Star Wars – The Last Jedi
Director: Rian Johnson. Starring Daisy Ridley, Adam Driver. Length: 152 minutes.
The fight between the forces of good and evil goes on without quarters in the galaxy. The First Order star fleet, constantly breathing down the neck of the rebel forces lead by princess/general Leia Organa, has created a technology capable of tracking the Resistance ships even after hyperspace jumps.
While on a nearby planet former stormtrooper Finn must search for a mysterious master codebreaker capable of erasing the advantage of their enemies, daredevil pilot Poe Dameron is wracking his brain between a starsiege and a few issues with discipline. On the opposite front, the tortured Kylo Ren is torn between the lack of approval as new lord of evil and the guilt for the blood on his hands.
Meanwhile, on the farthest planet in the galaxy, young Rey has found the Last Jedi Knight, Luke Skywalker. The last hopes of saving the galaxy from darkness apparently rest in his hands.
There are two ways to judge this movie, either seeing it as destined to be compared against the awesome mythlogical legacy resting on its shoulders, or as an original adventure destined to win new audiences.
The Last Jedi is the eighth instalment in the original Star Wars canon (or the penultimate chapter in a triple-trilogy body of work), but above all, it’s the link joining the past of the famous saga – which is coming to a close – and its future, entrusted to the plannings of Disney which, now in possession of the exclusive rights to the whole narrative universe, has promised to expand it the coming years with a multitude of ramifications.
A few weeks before the movie’s release in fact, news came out that Rian Johnson – here serving both as director and writer – had been entrusted with the creation of three more movies (though he will direct just the first one) that will explore a corner of the Star Wars universe still unknown.
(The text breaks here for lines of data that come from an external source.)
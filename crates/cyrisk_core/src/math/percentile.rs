//! Percentiles via linear interpolation between order statistics.
//!
//! Uses the exclusive interpolation variant (rank `h = p(n+1)/100`), so
//! percentile outputs vary smoothly with the sample size instead of jumping
//! between nearest ranks.

/// Computes the `p`-th percentile of an ascending-sorted sample.
///
/// `p` is in percent (0..=100). Uses exclusive linear interpolation: the
/// fractional rank is `h = p (n+1) / 100`, clamped to the first/last order
/// statistic outside the interpolable range.
///
/// Returns 0.0 for an empty sample — the documented degradation for empty
/// loss vectors.
///
/// # Examples
///
/// ```rust
/// use cyrisk_core::math::percentile::percentile_sorted;
///
/// let sample = [10.0, 20.0, 30.0, 40.0];
/// assert_eq!(percentile_sorted(&sample, 50.0), 25.0);
/// assert_eq!(percentile_sorted(&sample, 100.0), 40.0);
/// ```
pub fn percentile_sorted(sorted: &[f64], p: f64) -> f64 {
    let n = sorted.len();
    if n == 0 {
        return 0.0;
    }
    if n == 1 {
        return sorted[0];
    }

    let h = p / 100.0 * (n + 1) as f64;
    if h <= 1.0 {
        return sorted[0];
    }
    if h >= n as f64 {
        return sorted[n - 1];
    }

    // 0-based fractional rank within the interpolable range.
    let rank = h - 1.0;
    let lo = rank.floor() as usize;
    let frac = rank - rank.floor();
    sorted[lo] + frac * (sorted[lo + 1] - sorted[lo])
}

/// Returns an ascending-sorted copy of `values`.
///
/// NaN-free input is assumed (simulated losses are always finite); ties are
/// left in arbitrary order.
pub fn sorted_ascending(values: &[f64]) -> Vec<f64> {
    let mut sorted = values.to_vec();
    sorted.sort_by(|a, b| a.partial_cmp(b).unwrap_or(std::cmp::Ordering::Equal));
    sorted
}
And, seeing what Disney previously did with Marvel’s Cinematic Universe, you can bet they are just getting started.
It’s a complex issue then, because as a new chapter of the story, the movie disappoints, but as an original story aiming to redefine coordinates, atmospheres and themes, the movie works. Inevitably, The Last Jedi is exactly what it should be: Disney’s big holiday movie, conceived for the new generations, not shying away from many a wink to the older audiences – whose appetite for nostalgia had already been satisfied by the beautiful Rogue One (2016) – but with the intention of dismissing it without appeal or too many preambles.
Actually, going back two years, there has been a preamble: the previous episode, The Force Awakens (2015) had had the function of tying temporal nodes back together, resuming narrative lines, recapping every detail, reiterate (for the last time) what had already been told, and then welcome and boost what was new.
If that movie had to bring old and young audiences together, this one can maybe do without the former, not in a numerical sense (who would dream of missing it?), but maybe in an emotional one. That’s what’s new!
The Last Jedi is, in fact, an irreverent movie, and here lies his ambivalence. The more experienced viewers could feel betrayed. The younger ones by contrast, prefectly at ease. The more devoted fan could be bothered by the absence of a coherent expressive tone: to be clear, the old episodes of the saga were quite autoironic on their own, but here the bits intended to lighten the mood veer more towards the self-parody, and that’s when the so-called suspension of disbelief disappears.
Perhaps the younger Facebook generation might not perceive this double registry as schizophrenic, but their parents, who grew up with the myth of Star Wars, will find here neither the true epic nor the authentic childlike spirit which defined the original movies. Moreover, if The Force Awakens was almost annoying for how slavishly it followed every cliché, The Last Jedi – in an exactly opposite fashion – systematically betrays every expectation about characters and story.
The repeated disregard of these expectations (we won’t say more, because the plot twists are many) could even be considered a plus, except that in the long run, such boldness ends up revealing its programmatic nature, and becomes corny by doing so. More handiwork than work of art.
And yet, in shutting out the adult viewer, the movie is everything but uninterested in the maturation of the younger one. This can be observed in the representation of the struggle between good and evil which, with every right, does not depict a manichean juxtaposition but a war fought within the hearts of the characters, all in some degree facing doubts, fears and temptations (Kylo Ren’s arc of the villain “tempted” by goodness, especially, seems like the most intriguing point of view of all).
It can also be seen in an unexpected detour in social critic (for the first time in the whole saga we are shown “rich people”, not as power figures but as wealthy privileged people, in contrast with the poor and exploited) and from an impromptu reference to weapon dealers getting rich by selling armaments to bad and good guys too.
It looks like the “galaxy far far away” created by George Lucas is losing more and more its references to the classical epos in order to handle its universal themes by filtering them to explain today’s world. Maybe it’s a good thing.
The masterpieces of the past (the incomparable original trilogy from the 1970/80’s) becomes even greater by comparison. The mythology is intact, but only by completely switching gears can the Star Wars saga enter the third millenium. So, dear Star Wars fans, to quote a popular line from Back to the Future, “I guess you guys aren’t ready for that yet… but your kids are gonna love it”.